In this new book, scholars and practitioners – from Anchorage to Moscow, from Nuuk to Hong Kong – explore the huge political, legal, social, economic, geostrategic and environmental challenges confronting the Arctic regime, and what this means for the future of world order.

Date & Time

Jan. 12, 2021
1:00pm – 2:30pm ET


Daniel S. Hamilton and Kristina Spohr present their new book The Arctic and World Order with Mike Sfraga, Ambassador Einar Gunnarsson of Iceland, currently the Chair of Senior Arctic Officials of the Arctic Council,  and fellow authors, including Wilson Fellow Lawson Brigham and Université de Montréal professor Suzanne Lalonde.

The Arctic, long described as the world’s last frontier, is quickly becoming our first frontier – the place where the contours of our rapidly evolving world may first be glimpsed. The Arctic has become the front line in a world of more diffuse power, sharper geopolitical competition, and deepening interdependencies between people and nature. A space of often bitter cold, the Arctic is the fastest-warming place on earth. It is humanity’s canary in the coal mine – an early warning sign of the world’s climate crisis.

In this new book, scholars and practitioners – from Anchorage to Moscow, from Nuuk to Hong Kong – explore the huge political, legal, social, economic, geostrategic and environmental challenges confronting the Arctic regime, and what this means for the future of world order.

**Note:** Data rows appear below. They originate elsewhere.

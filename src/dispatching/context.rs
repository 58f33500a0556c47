//! Scheduling context for dispatching rule evaluation.

use crate::models::Process;

/// Simulation state visible to dispatching rules at a decision point.
#[derive(Debug, Clone, Default)]
pub struct SchedulingContext {
    /// Current simulation clock (ticks).
    pub current_time: i64,
}

impl SchedulingContext {
    /// Creates a context at the given tick.
    pub fn at_time(current_time: i64) -> Self {
        Self { current_time }
    }

    /// Ticks the process has spent waiting since arrival (0 if not yet arrived).
    pub fn waited(&self, process: &Process) -> i64 {
        (self.current_time - process.arrival_time).max(0)
    }
}
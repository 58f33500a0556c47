//! Input validation for simulation runs.
//!
//! Checks process records and the Round Robin quantum before any
//! algorithm runs. Detects:
//! - Negative arrival times
//! - Burst times below 1
//! - Duplicate process IDs
//! - Inputs whose run would pass `i64::MAX` ticks
//! - Quantum below 1
//!
//! Runs are rejected as a whole: skipping a bad record would silently
//! change every average.

use std::collections::HashSet;

use crate::error::SchedError;
use crate::models::{Process, ProcessId};

/// Validation result carrying every detected problem.
pub type ValidationResult = Result<(), Vec<SchedError>>;

/// Validates a process list and an optional quantum.
///
/// Checks, in input order:
/// 1. `arrival_time >= 0`
/// 2. `burst_time >= 1`
/// 3. No duplicate IDs
/// 4. Last arrival + total burst fits in `i64` (well-formed records only)
/// 5. `quantum >= 1` (when given)
///
/// # Returns
/// `Ok(())` if all checks pass, `Err(errors)` with all detected issues.
pub fn validate_input(processes: &[Process], quantum: Option<i64>) -> ValidationResult {
    let mut errors = Vec::new();
    let mut seen = HashSet::new();

    for p in processes {
        if p.arrival_time < 0 {
            errors.push(SchedError::invalid_process(
                p.id,
                format!("arrival time {} is negative", p.arrival_time),
            ));
        }
        if p.burst_time < 1 {
            errors.push(SchedError::invalid_process(
                p.id,
                format!("burst time {} is below 1", p.burst_time),
            ));
        }
        if !seen.insert(p.id) {
            errors.push(SchedError::DuplicateId { id: p.id });
        }
    }

    if let Err(id) = time_horizon(processes) {
        errors.push(SchedError::TimeOverflow { id });
    }

    if let Some(q) = quantum {
        if q < 1 {
            errors.push(SchedError::InvalidQuantum { quantum: q });
        }
    }

    if errors.is_empty() {
        Ok(())
    } else {
        Err(errors)
    }
}

/// Latest tick any discipline can reach: the last arrival plus every burst.
///
/// The CPU is never idle while work is pending, so no clock value, slice
/// end or completion time exceeds this bound. Malformed records are
/// skipped; they are reported separately.
fn time_horizon(processes: &[Process]) -> Result<i64, ProcessId> {
    let mut total_burst: i64 = 0;
    let mut last_arrival: Option<&Process> = None;

    for p in processes.iter().filter(|p| p.is_well_formed()) {
        total_burst = total_burst.checked_add(p.burst_time).ok_or(p.id)?;
        if last_arrival.map_or(true, |l| p.arrival_time > l.arrival_time) {
            last_arrival = Some(p);
        }
    }

    match last_arrival {
        Some(l) => l.arrival_time.checked_add(total_burst).ok_or(l.id),
        None => Ok(0),
    }
}

/// Validates and returns the first problem, for fail-fast callers.
///
/// The first error is deterministic: process checks in input order, then
/// the quantum.
pub fn check_input(processes: &[Process], quantum: Option<i64>) -> Result<(), SchedError> {
    validate_input(processes, quantum).map_err(|mut errors| errors.swap_remove(0))
}
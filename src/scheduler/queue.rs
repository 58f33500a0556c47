//! Pending (not yet arrived) process queue.

use std::collections::VecDeque;

use crate::models::Process;

/// Indices of processes that have not arrived yet, in (arrival, id) order.
///
/// Owned by a single run; admitting drains from the front, so the relative
/// order of simultaneous arrivals is always by id.
#[derive(Debug, Clone)]
pub(crate) struct PendingQueue {
    order: VecDeque<usize>,
}

impl PendingQueue {
    pub(crate) fn new(processes: &[Process]) -> Self {
        let mut order: Vec<usize> = (0..processes.len()).collect();
        order.sort_by_key(|&i| (processes[i].arrival_time, processes[i].id));
        Self {
            order: order.into(),
        }
    }

    pub(crate) fn is_empty(&self) -> bool {
        self.order.is_empty()
    }

    /// Arrival tick of the next pending process.
    pub(crate) fn next_arrival(&self, processes: &[Process]) -> Option<i64> {
        self.order.front().map(|&i| processes[i].arrival_time)
    }

    /// Moves every process with `arrival_time <= clock` into `ready`.
    ///
    /// Returns how many were admitted.
    pub(crate) fn admit_into<E>(&mut self, processes: &[Process], clock: i64, ready: &mut E) -> usize
    where
        E: Extend<usize>,
    {
        let arrived = self
            .order
            .iter()
            .take_while(|&&i| processes[i].arrival_time <= clock)
            .count();
        ready.extend(self.order.drain(..arrived));
        arrived
    }
}
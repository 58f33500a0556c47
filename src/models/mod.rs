//! CPU scheduling domain models.
//!
//! Provides the input record ([`Process`]) and the result types a
//! simulation run produces ([`Completion`], [`Timeline`], [`Schedule`]).
//!
//! # Lifecycle
//!
//! | Type | Created by | Lifetime |
//! |------|-----------|----------|
//! | Process / ProcessTable | Caller | Immutable input |
//! | ExecutionInterval / Timeline | Engine | One run |
//! | Completion | Engine | One run |
//! | Schedule | Engine | Returned to caller |

mod completion;
mod process;
mod schedule;
mod timeline;

pub use completion::Completion;
pub use process::{Process, ProcessId, ProcessTable};
pub use schedule::Schedule;
pub use timeline::{ExecutionInterval, IdlePeriod, Timeline};
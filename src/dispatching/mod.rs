//! Dispatching rules and rule engine for process selection.
//!
//! Non-preemptive disciplines differ only in how they pick the next
//! process from the ready set. Each discipline is a [`DispatchingRule`];
//! the [`RuleEngine`] composes rules and applies the final id tie-break.
//!
//! # Usage
//!
//! ```
//! use u_cpu_schedule::dispatching::{rules, RuleEngine, SchedulingContext};
//! use u_cpu_schedule::models::Process;
//!
//! let engine = RuleEngine::new().with_rule(rules::ShortestBurst);
//! let ready = vec![Process::new(1, 0, 7), Process::new(2, 0, 3)];
//! let best = engine.select_best(&ready, &SchedulingContext::at_time(0));
//! assert_eq!(best, Some(1));
//! ```
//!
//! # References
//!
//! - Silberschatz, Galvin & Gagne, "Operating System Concepts", Ch. 5
//! - Pinedo (2016), "Scheduling: Theory, Algorithms, and Systems", Ch. 4

mod context;
mod engine;
pub mod rules;

pub use context::SchedulingContext;
pub use engine::{RuleEngine, TieBreaker};

use crate::models::Process;
use std::fmt::Debug;

/// Score returned by a dispatching rule.
///
/// Lower scores = higher priority (dispatched first). Integer scores keep
/// comparisons exact, so ties are real ties.
pub type RuleScore = i64;

/// A dispatching rule that ranks ready processes.
///
/// # Score Convention
/// **Lower score = dispatched first.**
pub trait DispatchingRule: Send + Sync + Debug {
    /// Rule name (e.g., "SJF").
    fn name(&self) -> &'static str;

    /// Evaluates a process given the current simulation state.
    fn evaluate(&self, process: &Process, context: &SchedulingContext) -> RuleScore;

    /// Rule description.
    fn description(&self) -> &'static str {
        self.name()
    }
}
pub mod show;
pub mod status;
pub mod watch;

use std::path::{Path, PathBuf};
use std::sync::Arc;

use anyhow::{Context, Result};
use clap::Args;

use difftrack_core::{config, LogNotifier, Repository, RepositoryKind, SessionConfig};
use difftrack_local::{
    logging::{init_json_tracing, init_tracing},
    ConflictMarkerProvider, LocalResolver, SnapshotRepository,
    StaticRegistry, SNAPSHOT_KIND,
};
use difftrack_sync::{Collaborators, DiffSession};

/// Where the working tree and its baseline live.
#[derive(Args, Debug)]
pub struct WorkspaceArgs {
    /// Working tree root.
    #[arg(long, global = true, default_value = ".")]
    pub root: PathBuf,

    /// Baseline snapshot directory. Defaults to `<root>/.baseline`.
    #[arg(long, global = true)]
    pub baseline: Option<PathBuf>,

    /// Log one JSON object per event on stderr.
    #[arg(long, global = true)]
    pub log_json: bool,
}

/// An open session over the workspace.
pub struct Workspace {
    pub repository: Arc<SnapshotRepository>,
    pub session: DiffSession,
}

impl Workspace {
    /// Load config, set up logging and open a session. Must be called from
    /// inside a tokio runtime.
    pub fn open(args: &WorkspaceArgs) -> Result<Self> {
        let config = load_config()?;
        if args.log_json {
            init_json_tracing(&config.log_filter);
        } else {
            init_tracing(&config.log_filter);
        }

        let baseline = args
            .baseline
            .clone()
            .unwrap_or_else(|| args.root.join(".baseline"));
        let repository = SnapshotRepository::open(&args.root, &baseline).with_context(|| {
            format!(
                "failed to open {} against baseline {}",
                args.root.display(),
                baseline.display()
            )
        })?;
        let registry = StaticRegistry::new(vec![repository.clone() as Arc<dyn Repository>]);

        let config = SessionConfig {
            supported_kind: RepositoryKind::from(SNAPSHOT_KIND),
            ..config
        };
        let session = DiffSession::new(
            Collaborators {
                registry,
                storage: LocalResolver::new(),
                providers: vec![Arc::new(ConflictMarkerProvider)],
                notifier: Arc::new(LogNotifier),
            },
            &config,
        );
        Ok(Self {
            repository,
            session,
        })
    }

    pub fn root(&self) -> &Path {
        self.repository.root()
    }

    /// `path` relative to the tree root when it is inside it.
    pub fn display_path(&self, path: &Path) -> String {
        path.strip_prefix(self.root())
            .unwrap_or(path)
            .display()
            .to_string()
    }
}

fn load_config() -> Result<SessionConfig> {
    let home = dirs::home_dir().context("could not determine home directory")?;
    config::load_at(&home).with_context(|| {
        format!(
            "failed to load {}",
            config::config_path_at(&home).display()
        )
    })
}

pub fn runtime() -> Result<tokio::runtime::Runtime> {
    tokio::runtime::Builder::new_multi_thread()
        .enable_all()
        .build()
        .context("failed to start async runtime")
}

/// Absolute, canonical form of a user-supplied file path. The file itself
/// may be missing (deleted since the baseline); its directory may not.
pub fn resolve_file(path: &Path) -> Result<PathBuf> {
    let absolute = if path.is_absolute() {
        path.to_path_buf()
    } else {
        std::env::current_dir()
            .context("could not determine current directory")?
            .join(path)
    };
    if let Ok(canonical) = std::fs::canonicalize(&absolute) {
        return Ok(canonical);
    }
    let parent = absolute
        .parent()
        .with_context(|| format!("{} has no parent directory", absolute.display()))?;
    let name = absolute
        .file_name()
        .with_context(|| format!("{} has no file name", absolute.display()))?;
    let parent = std::fs::canonicalize(parent)
        .with_context(|| format!("directory not found: {}", parent.display()))?;
    Ok(parent.join(name))
}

The book is available online here and is available for purchase via Brookings Institution Press

Selected Quotes

Daniel S. Hamilton 

“This [Arctic] regime has pioneered many different innovative ways of peoples working together, countries and peoples. It offers lots of lessons, lots of interesting insights into how governance can work, not only in the Arctic but in many other parts of the world.” 

“What is interesting to me about the Arctic regime, not just the Arctic Council but all the other innovative things, is that indigenous peoples are full participants in many of these, they drive the agenda, they are part of that regime. For non-state actors like that to be involved at an equal eye-level is really I think an interesting lesson for lots of other regional regimes elsewhere in the world that struggle with that kind of question.” 

Kristina Spohr

“Strategically, at the forefront of the Cold War face-off between America and the Soviet Union more recently, for several decades now the Arctic enjoyed exceptionally good and peaceful international cooperation and it emerged as an exemplary area of increasingly effective assertion also of indigenous rights.” 

“In the Arctic we can see how the nexus and interplay of people, power and environment will unfold in the future.” 

Einar Gunnarsson

“It is both an exciting and challenging time to chair the Arctic Council. Iceland’s chairmanship program together towards a sustainable Arctic, seeks to balance the three pillars of sustainability: society, environment and economy.” 

“We need stronger global action to reduce emissions and in the Arctic we need strong adaptation efforts to deal with the drastic impacts climate change is already causing in our part of the world.” 

“Even though the Arctic Council explicitly excludes military security in its mandate, it is important to us all that the Arctic remains a region of peace, stability and constructive international cooperation. The fact that the Arctic is currently a low tension area is due to a conscious effort by the governments of the eight Arctic states. So far, we have not let tension or stress elsewhere affect the good relationship and cooperation that exists amongst the Arctic states. If that changes there is much more to lose than to gain.” 

Suzanne Lalonde

“What used to be a bit of a discussion between Canadian and American colleagues and government officials is starting to take on a bit more importance.” 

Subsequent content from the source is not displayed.